3.会計ソフトによる改ざん防止機能の利用
 市販の会計ソフトの中には諸々改ざん防止機能を備えたものもありますが、そのような機能を備えたソフトウエアを使えば電帳法が求める「真実性の確保」が担保されているのかと言えば、そうはならないので注意が必要です。
 会計ソフトのベンダーもそこが心配で、ソフト利用者が事務処理規定を設けた上で会計ソフトの改ざん防止機能を使うことを求めています。

 事務処理規定を前提にするのであれば、わざわざ会計ソフトの改ざん防止機能を利用するまでもありません。 
 
4.提示・提供するデータの問題(構造化・データ変換)
 求めに応じて提供するデータが構造化されていないJPEGのような画像データの場合は、ファイル内部の数値や文字データが検索できません。
 保存するデータが構造化されたデータなのか否か、データ構造にも注意を払っておく必要があります。

 受信したデータを受信側のソフトウエアで読み込むために変換や加工する場合があります。変換や加工を一定のプロトコルに従って行う場合は問題がないのですが、これを手作業で任意に行っていると改ざんと受け止められる恐れがあるので注意が必要です。

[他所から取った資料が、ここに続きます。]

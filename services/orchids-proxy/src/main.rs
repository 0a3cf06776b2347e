//! Orchids Proxy
//!
//! Single-binary Rust service that:
//! 1. Accepts Claude Messages and OpenAI Chat Completions requests
//! 2. Picks a pooled orchids account (or the static fallback account)
//! 3. Renders the conversation as one agent prompt and streams the upstream call
//! 4. Translates upstream events back into the client's protocol, failing over
//!    to another account when an attempt fails

mod client;
mod config;
mod debug_log;
mod error;
mod metrics;
mod models;
mod openai;
mod orchestrator;
mod prompt;
mod protocol;
mod proxy;
mod retry;
mod tokens;
mod translator;

use anyhow::{Context, Result};
use axum::Router;
use axum::body::Bytes;
use axum::extract::{DefaultBodyLimit, State};
use axum::response::{IntoResponse, Response};
use axum::routing::{get, post};
use std::sync::Arc;
use std::sync::atomic::Ordering;
use std::time::Duration;
use tokio::net::TcpListener;
use tracing::{error, info, warn};
use tracing_subscriber::EnvFilter;
use tracing_subscriber::{layer::SubscriberExt, util::SubscriberInitExt};

use metrics_exporter_prometheus::PrometheusHandle;
use orchids_auth::TokenCache;
use orchids_pool::{AccountKeeper, FileStore, Pool};

use crate::client::OrchidsClient;
use crate::config::{Config, StaticAccountConfig};
use crate::debug_log::TracingDebugSink;
use crate::metrics::ServiceMetrics;
use crate::orchestrator::Orchestrator;
use crate::proxy::ProxyState;

/// How long in-flight requests may take to finish after a shutdown signal
const DRAIN_TIMEOUT: Duration = Duration::from_secs(5);

/// Conversations with inline images get large
const MAX_BODY_BYTES: usize = 32 * 1024 * 1024;

/// Shared application state accessible from all handlers
#[derive(Clone)]
struct AppState {
    proxy: ProxyState,
    metrics: ServiceMetrics,
    pool: Option<Arc<Pool>>,
    has_static_account: bool,
    keeper: Arc<AccountKeeper>,
    tokens: TokenCache,
    prometheus: PrometheusHandle,
}

/// Build the axum router with all routes and shared state.
///
/// Applies a concurrency limit layer based on `max_connections`.
fn build_router(state: AppState, max_connections: usize) -> Router {
    Router::new()
        .route("/v1/messages", post(messages_handler))
        .route("/v1/chat/completions", post(chat_completions_handler))
        .route("/chat-stream", post(chat_completions_handler))
        .route("/v1/models", get(models_handler))
        .route("/health", get(health_handler))
        .route("/metrics", get(metrics_handler))
        .layer(DefaultBodyLimit::max(MAX_BODY_BYTES))
        .layer(tower::limit::ConcurrencyLimitLayer::new(max_connections))
        .with_state(state)
}

#[tokio::main]
async fn main() -> Result<()> {
    // Initialize tracing with JSON output and LOG_LEVEL / RUST_LOG support
    tracing_subscriber::registry()
        .with(
            EnvFilter::try_from_env("LOG_LEVEL")
                .or_else(|_| EnvFilter::try_from_default_env())
                .unwrap_or_else(|_| EnvFilter::new("info")),
        )
        .with(tracing_subscriber::fmt::layer().json())
        .init();

    info!("starting orchids-proxy");

    // Install Prometheus metrics recorder before any metrics are emitted
    let prometheus_handle = metrics::install_recorder();

    // CLI: simple --config flag parsing
    let args: Vec<String> = std::env::args().collect();
    let cli_config_path = args
        .iter()
        .position(|a| a == "--config")
        .and_then(|i| args.get(i + 1))
        .map(|s| s.as_str());

    let config_path = Config::resolve_path(cli_config_path);
    info!(path = %config_path.display(), "loading configuration");

    let config = Config::load(&config_path)
        .with_context(|| format!("failed to load config from {}", config_path.display()))?;

    info!(
        listen_addr = %config.proxy.listen_addr,
        upstream_url = %config.upstream.url,
        pool = config.pool.is_some(),
        static_account = config.static_account.is_some(),
        debug = config.proxy.debug,
        "configuration loaded"
    );

    let http = client::build_http_client(Duration::from_secs(config.proxy.timeout_secs))
        .context("failed to build HTTP client")?;

    let tokens = TokenCache::new(config.token_cache.settings());
    let mut tasks = vec![orchids_auth::spawn_sweep_task(
        tokens.clone(),
        Duration::from_secs(config.token_cache.sweep_interval_secs),
    )];

    let upstream = Arc::new(OrchidsClient::new(
        http,
        config.upstream.url.clone(),
        config.upstream.token_endpoint.clone(),
        tokens.clone(),
    ));
    let keeper = Arc::new(AccountKeeper::new());
    let mut orchestrator =
        Orchestrator::new(upstream, Arc::clone(&keeper)).with_retry(config.retry.policy());

    let pool = match &config.pool {
        Some(pool_config) => {
            let store = FileStore::load(pool_config.accounts_file.clone())
                .await
                .with_context(|| {
                    format!(
                        "failed to open accounts file {}",
                        pool_config.accounts_file.display()
                    )
                })?;
            let refresh_interval = Duration::from_secs(pool_config.refresh_interval_secs);
            let pool = Arc::new(Pool::new(Arc::new(store), refresh_interval));
            match pool.refresh().await {
                Ok(accounts) => info!(accounts, "account pool loaded"),
                Err(e) => warn!(error = %e, "initial account refresh failed"),
            }
            tasks.push(orchids_pool::spawn_refresh_task(
                Arc::clone(&pool),
                refresh_interval,
            ));
            tasks.push(orchids_pool::spawn_flush_task(
                Arc::clone(&pool),
                Duration::from_secs(pool_config.flush_interval_secs),
            ));
            orchestrator = orchestrator.with_pool(Arc::clone(&pool));
            Some(pool)
        }
        None => None,
    };

    let static_account = config
        .static_account
        .as_ref()
        .and_then(StaticAccountConfig::to_account);
    let has_static_account = static_account.is_some();
    if let Some(account) = static_account {
        orchestrator = orchestrator.with_static_account(account);
    }
    if config.proxy.debug {
        orchestrator = orchestrator.with_debug_sink(Arc::new(TracingDebugSink));
    }

    let metrics = ServiceMetrics::new();

    let proxy_state = ProxyState {
        orchestrator: Arc::new(orchestrator),
        requests_total: metrics.requests_total.clone(),
        errors_total: metrics.errors_total.clone(),
        in_flight: metrics.in_flight.clone(),
    };

    let app_state = AppState {
        proxy: proxy_state,
        metrics: metrics.clone(),
        pool: pool.clone(),
        has_static_account,
        keeper,
        tokens,
        prometheus: prometheus_handle,
    };

    let app = build_router(app_state, config.proxy.max_connections);

    let listen_addr = config.proxy.listen_addr;
    let listener = TcpListener::bind(listen_addr)
        .await
        .with_context(|| format!("failed to bind to {listen_addr}"))?;
    info!(addr = %listen_addr, "accepting requests");

    // Clone in_flight counter for drain observability after shutdown
    let in_flight = metrics.in_flight.clone();

    // The drain timeout starts when the shutdown signal fires, not when the
    // server starts: notify the server to drain, then race it against the timer.
    let (shutdown_tx, shutdown_rx) = tokio::sync::oneshot::channel::<()>();

    let server_handle = tokio::spawn(async move {
        axum::serve(listener, app)
            .with_graceful_shutdown(async {
                let _ = shutdown_rx.await;
            })
            .await
    });

    shutdown_signal().await;
    let _ = shutdown_tx.send(());

    match tokio::time::timeout(DRAIN_TIMEOUT, server_handle).await {
        Ok(Ok(Ok(()))) => {
            info!("all in-flight requests drained");
        }
        Ok(Ok(Err(e))) => {
            error!(error = %e, "server error during shutdown");
        }
        Ok(Err(e)) => {
            error!(error = %e, "server task panicked");
        }
        Err(_) => {
            let remaining = in_flight.load(Ordering::Relaxed);
            warn!(
                remaining,
                drain_timeout_secs = DRAIN_TIMEOUT.as_secs(),
                "drain timeout exceeded, forcing shutdown"
            );
        }
    }

    for task in &tasks {
        task.abort();
    }
    // Counters queued since the last tick would otherwise be lost
    if let Some(pool) = pool {
        let written = pool.flush().await;
        info!(accounts = written, "final counter flush");
    }

    info!("shutdown complete");
    Ok(())
}

fn new_request_id() -> String {
    format!("req_{}", uuid::Uuid::new_v4().as_simple())
}

async fn messages_handler(State(state): State<AppState>, body: Bytes) -> Response {
    proxy::handle_messages(&state.proxy, body, new_request_id()).await
}

async fn chat_completions_handler(State(state): State<AppState>, body: Bytes) -> Response {
    proxy::handle_chat_completions(&state.proxy, body, new_request_id()).await
}

async fn models_handler() -> impl IntoResponse {
    axum::Json(models::catalog())
}

/// Health endpoint: uptime, request totals, pool summary, per-account keeper
/// status and token cache counts. Returns 503 when no account can be routed.
async fn health_handler(State(state): State<AppState>) -> impl IntoResponse {
    let uptime = state.metrics.started_at.elapsed().as_secs();
    let requests = state.metrics.requests_total.load(Ordering::Relaxed);
    let errors = state.metrics.errors_total.load(Ordering::Relaxed);
    let in_flight = state.metrics.in_flight.load(Ordering::Relaxed);

    let pool = match &state.pool {
        Some(pool) => Some(pool.health().await),
        None => None,
    };
    let pool_has_accounts = pool
        .as_ref()
        .and_then(|p| p["accounts_enabled"].as_u64())
        .is_some_and(|n| n > 0);
    let routable = pool_has_accounts || state.has_static_account;

    let token_stats = state.tokens.stats().await;
    let body = serde_json::json!({
        "status": if routable { "healthy" } else { "degraded" },
        "uptime_seconds": uptime,
        "requests_served": requests,
        "errors_total": errors,
        "in_flight": in_flight,
        "static_account": state.has_static_account,
        "pool": pool,
        "accounts": state.keeper.snapshot().await,
        "token_cache": {
            "total": token_stats.total,
            "valid": token_stats.valid,
        },
    });

    let status_code = if routable {
        axum::http::StatusCode::OK
    } else {
        axum::http::StatusCode::SERVICE_UNAVAILABLE
    };
    (
        status_code,
        [(axum::http::header::CONTENT_TYPE, "application/json")],
        body.to_string(),
    )
}

/// Prometheus metrics endpoint in text exposition format.
async fn metrics_handler(State(state): State<AppState>) -> impl IntoResponse {
    (
        axum::http::StatusCode::OK,
        [(
            axum::http::header::CONTENT_TYPE,
            "text/plain; version=0.0.4; charset=utf-8",
        )],
        state.prometheus.render(),
    )
}

/// Wait for SIGTERM or SIGINT for graceful shutdown.
async fn shutdown_signal() {
    let ctrl_c = async {
        tokio::signal::ctrl_c()
            .await
            .expect("failed to install Ctrl+C handler");
    };

    #[cfg(unix)]
    let terminate = async {
        tokio::signal::unix::signal(tokio::signal::unix::SignalKind::terminate())
            .expect("failed to install SIGTERM handler")
            .recv()
            .await;
    };

    #[cfg(not(unix))]
    let terminate = std::future::pending::<()>();

    tokio::select! {
        _ = ctrl_c => info!("received SIGINT, shutting down"),
        _ = terminate => info!("received SIGTERM, shutting down"),
    }
}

 受信したデータを途中でデータ変換した場合でも、一定のプロトコルに従いソフトウエアで自動的に変換された結果であることが証明できれば、データの同一性については問題がない(改ざんがない)との解釈が示されています。
 なお、プロトコルの保存も必要とのことです。
 電子帳簿保存法一問一答【電子取引関係】 問36(2022.6改定版)参照
 
 以上を総括すると、中小零細企業の場合は日常的には事務処理規程で運用して、調査のときには構造化された電磁的記録を提示・提出すれば、「真実性の確保」のために特別なことをしなくても対応できそうです。